[Saved entries]
+--

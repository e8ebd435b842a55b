//! shopwerk-auth – Authentifizierung und Autorisierung
//!
//! Dieses Crate implementiert:
//! - Passwort-Hashing mit Argon2id (konfigurierbarer Aufwand)
//! - Credential-Store fuer Kunden und Administratoren
//! - Signierte Bearer-Tokens (HS256) mit Ablaufzeit
//! - Sitzungs-Ledger ausgestellter Tokens
//! - Statische Rollen-Berechtigungs-Matrix
//! - AuthService (Registrierung, Anmeldung, Abmeldung, Token-Aufloesung)

pub mod error;
pub mod konten;
pub mod ledger;
pub mod password;
pub mod policy;
pub mod service;
pub mod token;

// Bequeme Re-Exporte
pub use error::{AuthError, AuthResult};
pub use konten::{email_normalisieren, AdministratorAnlage, KontoService, KundenRegistrierung};
pub use ledger::{token_hash, SitzungsLedger};
pub use password::{HashParameter, PasswortHasher};
pub use policy::{berechtigungen, darf_ausfuehren, ist_super_admin};
pub use service::{Anmeldung, AuthService};
pub use token::{AusgestelltesToken, TokenClaims, TokenDienst, MAX_LEBENSDAUER_SEK, STANDARD_LEBENSDAUER_SEK};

+--

[Your goal] Pull every line that holds the string "password" out of the records.

[Response area]
pub mod password;
pub use password::{HashParameter, PasswortHasher};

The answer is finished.